I am trying to run qwen3.5 32b and glm 4.7 flash models on Nvidia H100 which has cuda 12.8

However, the vllm version I have (0.22) seems to be compiled against cuda 12.9. The docs mention this and also say how we can get binaries compiled against other versions, but those don’t seem to work for cuda 12.8 or have a 404 error. So I am wondering does vllm not support 12.8 anymore or are there other ways to achieve this ?

Command I am trying -

vllm serve Qwen/Qwen3.5-35B-A3B
–tensor-parallel-size 1
–max-model-len 32768
–enable-auto-tool-choice
–tool-call-parser qwen3_coder
–reasoning-parser qwen3
–served-model-name qwen3.5-35b
–safetensors-load-strategy prefetch
–enforce-eager"

Error - “CUDA driver version is insufficient for CUDA runtime version”.

Please let me know incase any other information is needed to help out. Thanks!

vLLM pre-built wheels are now compiled mainly for CUDA 12.9 and 13.0; official CUDA 12.8 wheels are often missing or return 404, as you’ve seen. For H100 (which requires at least CUDA 12.8), if you need CUDA 12.8 support and can’t upgrade your driver, you must build vLLM from source with your specific CUDA/PyTorch versions. The error “CUDA driver version is insufficient for CUDA runtime version” means your driver is too old for the CUDA runtime in the vLLM wheel you installed, or the wheel is not compatible with your CUDA version. This is a common issue when the CUDA toolkit and driver versions do not match the pre-built binary requirements.

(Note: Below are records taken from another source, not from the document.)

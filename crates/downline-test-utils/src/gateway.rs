//! Scriptable gateway for session and rendering-layer tests.

use std::collections::VecDeque;
use std::sync::Mutex;

use downline_core::gateway::FixtureGateway;
use downline_core::{BoxFuture, DomainNode, FetchError, FetchKey, TreeFetchGateway};

/// Gateway that serves a fixture tree, records every requested key, and
/// can be told to fail the next N fetches.
pub struct RecordingGateway {
    fixture: FixtureGateway,
    requests: Mutex<Vec<FetchKey>>,
    failures: Mutex<VecDeque<FetchError>>,
}

impl RecordingGateway {
    pub fn new(tree: Option<DomainNode>) -> Self {
        Self {
            fixture: FixtureGateway::new(tree),
            requests: Mutex::new(Vec::new()),
            failures: Mutex::new(VecDeque::new()),
        }
    }

    /// Make the next fetch fail with `error` (queued, first in first out).
    pub fn fail_next(&self, error: FetchError) {
        self.failures.lock().expect("failures lock").push_back(error);
    }

    /// Every key fetched so far, in order.
    pub fn requests(&self) -> Vec<FetchKey> {
        self.requests.lock().expect("requests lock").clone()
    }

    pub fn request_count(&self) -> usize {
        self.requests.lock().expect("requests lock").len()
    }
}

impl TreeFetchGateway for RecordingGateway {
    fn name(&self) -> &str {
        "recording"
    }

    fn fetch(&self, key: &FetchKey) -> BoxFuture<'_, Result<Option<DomainNode>, FetchError>> {
        self.requests
            .lock()
            .expect("requests lock")
            .push(key.clone());
        let failure = self.failures.lock().expect("failures lock").pop_front();
        let result = match failure {
            Some(error) => Err(error),
            None => self.fixture.subtree(key),
        };
        Box::pin(async move { result })
    }
}
//! Vim-style keybinding system.
//!
//! Maps key events to actions. Supports single keys and simple two-key
//! sequences (e.g. `gg` for jump-to-top).

use crossterm::event::KeyCode;

/// An action the TUI can perform in normal mode.
#[derive(Debug, Clone, Copy, PartialEq, Eq)]
pub enum Action {
    Quit,
    SelectNext,
    SelectPrev,
    HalfPageDown,
    HalfPageUp,
    SelectFirst,
    SelectLast,
    /// Re-root the tree at the selected member.
    Drill,
    Back,
    /// Jump to the breadcrumb at this zero-based index.
    Breadcrumb(usize),
    ResetToRoot,
    StartSearch,
    StartDepthEntry,
    Retry,
    None,
}

/// Key mapper with support for multi-key sequences.
pub struct KeyMapper {
    /// Pending first key of a two-key sequence (e.g. the first `g` in `gg`).
    pending: Option<KeyCode>,
}

impl KeyMapper {
    pub fn new() -> Self {
        Self { pending: None }
    }

    /// Feed a key code and return the resolved action.
    ///
    /// If the key starts a multi-key sequence, returns `Action::None` and
    /// waits for the next key. If the sequence is invalid, the pending key
    /// is discarded.
    pub fn resolve(&mut self, key: KeyCode) -> Action {
        if let Some(prev) = self.pending.take() {
            return self.resolve_sequence(prev, key);
        }

        match key {
            KeyCode::Char('q') => Action::Quit,

            KeyCode::Char('j') | KeyCode::Down => Action::SelectNext,
            KeyCode::Char('k') | KeyCode::Up => Action::SelectPrev,
            KeyCode::Char('d') => Action::HalfPageDown,
            KeyCode::Char('u') => Action::HalfPageUp,
            KeyCode::Char('G') => Action::SelectLast,

            KeyCode::Enter => Action::Drill,
            KeyCode::Backspace => Action::Back,
            KeyCode::Char('0') => Action::ResetToRoot,
            KeyCode::Char(c @ '1'..='9') => Action::Breadcrumb(c as usize - '1' as usize),

            KeyCode::Char('/') => Action::StartSearch,
            KeyCode::Char('D') => Action::StartDepthEntry,
            KeyCode::Char('R') => Action::Retry,

            KeyCode::Char('g') => {
                self.pending = Some(key);
                Action::None
            }

            _ => Action::None,
        }
    }

    fn resolve_sequence(&mut self, first: KeyCode, second: KeyCode) -> Action {
        match (first, second) {
            (KeyCode::Char('g'), KeyCode::Char('g')) => Action::SelectFirst,
            // Unknown sequence: interpret the second key as a fresh keypress
            _ => self.resolve(second),
        }
    }
}

impl Default for KeyMapper {
    fn default() -> Self {
        Self::new()
    }
}

#[cfg(test)]
mod tests {
    use super::*;

    #[test]
    fn test_single_keys() {
        let mut km = KeyMapper::new();
        assert_eq!(km.resolve(KeyCode::Char('q')), Action::Quit);
        assert_eq!(km.resolve(KeyCode::Char('j')), Action::SelectNext);
        assert_eq!(km.resolve(KeyCode::Char('k')), Action::SelectPrev);
        assert_eq!(km.resolve(KeyCode::Char('G')), Action::SelectLast);
        assert_eq!(km.resolve(KeyCode::Enter), Action::Drill);
        assert_eq!(km.resolve(KeyCode::Backspace), Action::Back);
        assert_eq!(km.resolve(KeyCode::Char('/')), Action::StartSearch);
        assert_eq!(km.resolve(KeyCode::Char('D')), Action::StartDepthEntry);
        assert_eq!(km.resolve(KeyCode::Char('R')), Action::Retry);
    }

    #[test]
    fn test_gg_sequence() {
        let mut km = KeyMapper::new();
        assert_eq!(km.resolve(KeyCode::Char('g')), Action::None);
        assert_eq!(km.resolve(KeyCode::Char('g')), Action::SelectFirst);
    }

    #[test]
    fn test_invalid_sequence_falls_through() {
        let mut km = KeyMapper::new();
        assert_eq!(km.resolve(KeyCode::Char('g')), Action::None);
        assert_eq!(km.resolve(KeyCode::Char('j')), Action::SelectNext);
    }

    #[test]
    fn test_breadcrumb_digits() {
        let mut km = KeyMapper::new();
        assert_eq!(km.resolve(KeyCode::Char('0')), Action::ResetToRoot);
        assert_eq!(km.resolve(KeyCode::Char('1')), Action::Breadcrumb(0));
        assert_eq!(km.resolve(KeyCode::Char('9')), Action::Breadcrumb(8));
    }
}
//! Tree fetch gateways — where display trees come from.
//!
//! Navigation only produces [`FetchKey`](crate::navigation::FetchKey)s; a
//! gateway turns a key into a depth-bounded [`DomainNode`] document.
//!
//! ## Architecture
//!
//! ```text
//! ┌──────────────┐     ┌──────────────────┐
//! │ TreeSession  │────▶│ TreeFetchGateway │  (trait)
//! └──────────────┘     └────────┬─────────┘
//!                               │
//!                     ┌─────────▼─────────┐
//!                     │   CachedGateway   │  (optional TTL)
//!                     └─────────┬─────────┘
//!                     ┌─────────┴─────────┐
//!                     ▼                   ▼
//!             ┌──────────────┐   ┌────────────────┐
//!             │ HttpGateway  │   │ FixtureGateway │
//!             │ (REST API)   │   │ (JSON on disk) │
//!             └──────────────┘   └────────────────┘
//! ```

pub mod cache;
pub mod fetch;
pub mod fixture;
pub mod http;

use std::path::Path;
use std::time::Duration;

use downline_config::{GatewayBackend, GatewayConfig};
use serde_json::Value;

use crate::model::DomainNode;

pub use cache::CachedGateway;
pub use fetch::{FetchError, TreeFetchGateway};
pub use fixture::FixtureGateway;
pub use http::HttpGateway;

/// Build the gateway described by the `[gateway]` config section.
///
/// Wraps it in a [`CachedGateway`] unless `cache_ttl_secs` is 0.
pub async fn create_gateway(
    config: &GatewayConfig,
) -> Result<Box<dyn TreeFetchGateway>, FetchError> {
    let gateway: Box<dyn TreeFetchGateway> = match config.backend {
        GatewayBackend::Http => Box::new(HttpGateway::from_config(config)?),
        GatewayBackend::Fixture => {
            let path = config
                .fixture_path
                .as_deref()
                .ok_or_else(|| FetchError::Fixture("gateway.fixture_path is not set".to_string()))?;
            Box::new(FixtureGateway::load(Path::new(path)).await?)
        }
    };

    if config.cache_ttl_secs == 0 {
        return Ok(gateway);
    }
    Ok(Box::new(CachedGateway::new(
        gateway,
        Duration::from_secs(config.cache_ttl_secs),
    )))
}

/// Parse a tree document: either a bare node (or `null`) or an envelope
/// of the form `{"data": <node | null>}`.
pub fn parse_tree_document(body: &[u8]) -> Result<Option<DomainNode>, FetchError> {
    let value: Value =
        serde_json::from_slice(body).map_err(|e| FetchError::Parse(e.to_string()))?;

    let document = match value {
        Value::Object(mut map) if !map.contains_key("memberId") && map.contains_key("data") => {
            map.remove("data").unwrap_or(Value::Null)
        }
        other => other,
    };

    serde_json::from_value(document).map_err(|e| FetchError::Parse(e.to_string()))
}
//! Fetch depth normalization and advisories.

use std::fmt;
use std::num::IntErrorKind;

use downline_config::TreeConfig;

/// The shallowest depth a fetch may request (the root alone).
pub const MIN_DEPTH: u32 = 1;

/// Warning raised when a requested depth is large enough to be slow.
///
/// Advisory only: the depth is still applied.
#[derive(Debug, Clone, Copy, PartialEq, Eq)]
pub struct DepthAdvisory {
    pub depth: u32,
    pub threshold: u32,
}

impl fmt::Display for DepthAdvisory {
    fn fmt(&self, f: &mut fmt::Formatter<'_>) -> fmt::Result {
        write!(
            f,
            "depth {} exceeds {}; large trees may load slowly",
            self.depth, self.threshold
        )
    }
}

/// Validates user-entered depths and knows the session defaults.
#[derive(Debug, Clone)]
pub struct DepthController {
    default_depth: u32,
    advisory_threshold: u32,
}

impl DepthController {
    pub fn new(default_depth: u32, advisory_threshold: u32) -> Self {
        Self {
            default_depth: default_depth.max(MIN_DEPTH),
            advisory_threshold,
        }
    }

    pub fn from_config(config: &TreeConfig) -> Self {
        Self::new(config.default_depth, config.advisory_depth_threshold)
    }

    /// Parse raw user input as a depth.
    ///
    /// Unparseable input and anything below 1 become 1; there is no upper
    /// clamp beyond `u32::MAX`.
    pub fn normalize(raw: &str) -> u32 {
        match raw.trim().parse::<i64>() {
            Ok(n) if n < i64::from(MIN_DEPTH) => MIN_DEPTH,
            Ok(n) => u32::try_from(n).unwrap_or(u32::MAX),
            Err(e) if *e.kind() == IntErrorKind::PosOverflow => u32::MAX,
            Err(_) => MIN_DEPTH,
        }
    }

    pub fn advisory(&self, depth: u32) -> Option<DepthAdvisory> {
        (depth > self.advisory_threshold).then_some(DepthAdvisory {
            depth,
            threshold: self.advisory_threshold,
        })
    }

    pub fn default_depth(&self) -> u32 {
        self.default_depth
    }
}

impl Default for DepthController {
    fn default() -> Self {
        Self::from_config(&TreeConfig::default())
    }
}
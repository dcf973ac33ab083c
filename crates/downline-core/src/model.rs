//! Genealogy data model.
//!
//! [`DomainNode`] is the nullable, nested document the backend returns.
//! [`DisplayNode`] is the always-binary-complete tree the rendering layer
//! consumes; it is produced by [`transform`](crate::transform::transform).

use std::fmt;

use serde::{Deserialize, Deserializer, Serialize};

/// A binary slot under a member.
#[derive(Debug, Clone, Copy, PartialEq, Eq, Hash, Serialize, Deserialize)]
#[serde(rename_all = "lowercase")]
pub enum Position {
    Root,
    Left,
    Right,
}

impl Position {
    pub fn as_str(self) -> &'static str {
        match self {
            Position::Root => "root",
            Position::Left => "left",
            Position::Right => "right",
        }
    }
}

impl fmt::Display for Position {
    fn fmt(&self, f: &mut fmt::Formatter<'_>) -> fmt::Result {
        f.write_str(self.as_str())
    }
}

/// Per-leg business aggregates carried on every member.
///
/// Absent or `null` fields default to zero. Counts also accept decimal
/// (`3.0`) and negative numbers, rounded and floored at zero.
#[derive(Debug, Clone, Default, PartialEq, Serialize, Deserialize)]
#[serde(rename_all = "camelCase", default)]
pub struct TeamMetrics {
    #[serde(deserialize_with = "lenient_count")]
    pub left_team_count: u64,
    #[serde(deserialize_with = "lenient_count")]
    pub right_team_count: u64,
    #[serde(rename = "leftLegBV", deserialize_with = "null_as_default")]
    pub left_leg_bv: f64,
    #[serde(rename = "rightLegBV", deserialize_with = "null_as_default")]
    pub right_leg_bv: f64,
    #[serde(deserialize_with = "lenient_count")]
    pub left_leg_stars: u64,
    #[serde(deserialize_with = "lenient_count")]
    pub right_leg_stars: u64,
    #[serde(deserialize_with = "lenient_count")]
    pub left_complete_active: u64,
    #[serde(deserialize_with = "lenient_count")]
    pub left_complete_inactive: u64,
    #[serde(deserialize_with = "lenient_count")]
    pub right_complete_active: u64,
    #[serde(deserialize_with = "lenient_count")]
    pub right_complete_inactive: u64,
}

/// A member as returned by the tree backend.
///
/// Either child may be absent; the backend truncates the document at the
/// requested depth.
#[derive(Debug, Clone, Default, PartialEq, Serialize, Deserialize)]
#[serde(rename_all = "camelCase")]
pub struct DomainNode {
    pub member_id: String,

    #[serde(default, deserialize_with = "null_as_default")]
    pub full_name: String,

    #[serde(default, deserialize_with = "null_as_default")]
    pub rank: String,

    #[serde(default, skip_serializing_if = "Option::is_none")]
    pub position: Option<Position>,

    /// Explicit activity flag. Falls back to [`status`](Self::status) when absent.
    #[serde(default, skip_serializing_if = "Option::is_none")]
    pub is_active: Option<bool>,

    #[serde(default, skip_serializing_if = "Option::is_none")]
    pub status: Option<String>,

    #[serde(default, skip_serializing_if = "Option::is_none")]
    pub left: Option<Box<DomainNode>>,

    #[serde(default, skip_serializing_if = "Option::is_none")]
    pub right: Option<Box<DomainNode>>,

    #[serde(flatten)]
    pub metrics: TeamMetrics,
}

impl DomainNode {
    /// Create a childless member with the given id and name.
    pub fn new(member_id: impl Into<String>, full_name: impl Into<String>) -> Self {
        Self {
            member_id: member_id.into(),
            full_name: full_name.into(),
            ..Default::default()
        }
    }

    /// Resolved activity: the explicit flag, else `status == "active"`
    /// (case-insensitive), else inactive.
    pub fn is_active(&self) -> bool {
        self.is_active.unwrap_or_else(|| {
            self.status
                .as_deref()
                .is_some_and(|s| s.to_lowercase() == "active")
        })
    }

    /// Whether neither leg is populated.
    pub fn is_leaf(&self) -> bool {
        self.left.is_none() && self.right.is_none()
    }

    /// Pre-order lookup (self, left subtree, right subtree) by member id.
    pub fn find(&self, member_id: &str) -> Option<&DomainNode> {
        if self.member_id == member_id {
            return Some(self);
        }
        self.left
            .as_deref()
            .and_then(|n| n.find(member_id))
            .or_else(|| self.right.as_deref().and_then(|n| n.find(member_id)))
    }

    /// Copy of this subtree truncated to `depth` levels (1 = this node only).
    pub fn pruned(&self, depth: u32) -> DomainNode {
        let keep_children = depth > 1;
        let prune_child = |child: &Option<Box<DomainNode>>| {
            if keep_children {
                child.as_ref().map(|c| Box::new(c.pruned(depth - 1)))
            } else {
                None
            }
        };
        DomainNode {
            member_id: self.member_id.clone(),
            full_name: self.full_name.clone(),
            rank: self.rank.clone(),
            position: self.position,
            is_active: self.is_active,
            status: self.status.clone(),
            left: prune_child(&self.left),
            right: prune_child(&self.right),
            metrics: self.metrics.clone(),
        }
    }
}

/// The occupied payload of a [`DisplayNode`].
#[derive(Debug, Clone, PartialEq, Serialize)]
#[serde(rename_all = "camelCase")]
pub struct MemberNode {
    pub member_id: String,
    pub name: String,
    pub rank: String,
    pub position: Position,
    pub is_active: bool,
    #[serde(flatten)]
    pub metrics: TeamMetrics,
    /// Absent for leaves; otherwise always exactly the left and right slots.
    #[serde(skip_serializing_if = "Option::is_none")]
    pub children: Option<[DisplayNode; 2]>,
}

impl MemberNode {
    pub fn left(&self) -> Option<&DisplayNode> {
        self.children.as_ref().map(|[left, _]| left)
    }

    pub fn right(&self) -> Option<&DisplayNode> {
        self.children.as_ref().map(|[_, right]| right)
    }
}

/// A renderable tree slot: either a placeholder or a member.
#[derive(Debug, Clone, PartialEq, Serialize)]
#[serde(tag = "kind", rename_all = "camelCase")]
pub enum DisplayNode {
    /// A binary slot with no member assigned.
    Empty { position: Position },
    Occupied(Box<MemberNode>),
}

impl DisplayNode {
    pub fn position(&self) -> Position {
        match self {
            DisplayNode::Empty { position } => *position,
            DisplayNode::Occupied(member) => member.position,
        }
    }

    pub fn member(&self) -> Option<&MemberNode> {
        match self {
            DisplayNode::Empty { .. } => None,
            DisplayNode::Occupied(member) => Some(&**member),
        }
    }

    pub fn member_id(&self) -> Option<&str> {
        self.member().map(|m| m.member_id.as_str())
    }

    pub fn is_placeholder(&self) -> bool {
        matches!(self, DisplayNode::Empty { .. })
    }

    pub fn children(&self) -> Option<&[DisplayNode; 2]> {
        self.member().and_then(|m| m.children.as_ref())
    }

    /// Pre-order walk over every slot, placeholders included, paired with
    /// its distance from this node.
    pub fn walk(&self) -> Walk<'_> {
        Walk {
            stack: vec![(0, self)],
        }
    }

    /// Occupied members in pre-order.
    pub fn members(&self) -> impl Iterator<Item = &MemberNode> + '_ {
        self.walk().filter_map(|(_, node)| node.member())
    }

    /// Pre-order lookup by member id.
    pub fn find(&self, member_id: &str) -> Option<&MemberNode> {
        self.members().find(|m| m.member_id == member_id)
    }

    /// Number of occupied members.
    pub fn member_count(&self) -> usize {
        self.members().count()
    }

    /// Number of occupied levels (0 for a placeholder).
    pub fn height(&self) -> usize {
        match self {
            DisplayNode::Empty { .. } => 0,
            DisplayNode::Occupied(member) => {
                1 + member
                    .children
                    .as_ref()
                    .map(|[l, r]| l.height().max(r.height()))
                    .unwrap_or(0)
            }
        }
    }
}

/// Iterator returned by [`DisplayNode::walk`].
pub struct Walk<'a> {
    stack: Vec<(usize, &'a DisplayNode)>,
}

impl<'a> Iterator for Walk<'a> {
    type Item = (usize, &'a DisplayNode);

    fn next(&mut self) -> Option<Self::Item> {
        let (level, node) = self.stack.pop()?;
        if let Some([left, right]) = node.children() {
            self.stack.push((level + 1, right));
            self.stack.push((level + 1, left));
        }
        Some((level, node))
    }
}

/// Any JSON number (or `null`) as a non-negative count.
fn lenient_count<'de, D>(deserializer: D) -> Result<u64, D::Error>
where
    D: Deserializer<'de>,
{
    #[derive(Deserialize)]
    #[serde(untagged)]
    enum Count {
        Unsigned(u64),
        Signed(i64),
        Decimal(f64),
    }

    Ok(match Option::<Count>::deserialize(deserializer)? {
        None => 0,
        Some(Count::Unsigned(n)) => n,
        Some(Count::Signed(n)) => u64::try_from(n).unwrap_or(0),
        Some(Count::Decimal(f)) if f.is_finite() && f > 0.0 => f.round() as u64,
        Some(Count::Decimal(_)) => 0,
    })
}

fn null_as_default<'de, D, T>(deserializer: D) -> Result<T, D::Error>
where
    D: Deserializer<'de>,
    T: Default + Deserialize<'de>,
{
    Ok(Option::<T>::deserialize(deserializer)?.unwrap_or_default())
}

To resolve this, either (1) upgrade your driver and CUDA to match the pre-built wheel (CUDA 12.9+), or (2) build vLLM from source on your system with CUDA 12.8 and your installed PyTorch. See the official installation docs and related GitHub issues for step-by-step instructions. Would you like detailed build-from-source steps?

Sources:

Hint: Mention @RunLLM in the post for followups.

@RunLLM can’t i downgrade vllm version and find pre-built wheels for cuda 12.8 ?

You can try downgrading vLLM to an earlier version that provides pre-built wheels for CUDA 12.8, but recent releases (e.g., v0.18.0 and v0.17.0) often only have wheels for CUDA 13.0, not 12.8—attempts to download 12.8 wheels usually result in 404 errors. The only reliable way for CUDA 12.8 is to build vLLM from source, as confirmed by users and maintainers in this GitHub issue.

Would you like detailed instructions for building vLLM from source for CUDA 12.8?

Sources:

Hint: Mention @RunLLM in the post for followups.

@RunLLM what if i downgrade even lower

i just need support to run qwen3.5 32b and glm 4.7 flash

You can downgrade and install vllm 0.21.0

correct me if I am wrong, but that also doesn’t have 12.8 pre-built wheels right ?

Pardon me, I just checked my env, I have VLLM: 0.21 PyTorch: 2.11.0+cu130, CUDA: 13.0.

vLLM 0.21/0.22 wheels are compiled against CUDA 12.9+/13.0, which needs a newer driver.
Fix: Update your NVIDIA driver to 570+ (for CUDA 12.9) or 575+ (for CUDA 13.0)

yeah unfortunately, I don’t have root access. I’ll try building my own vllm from source. Thanks for the help though!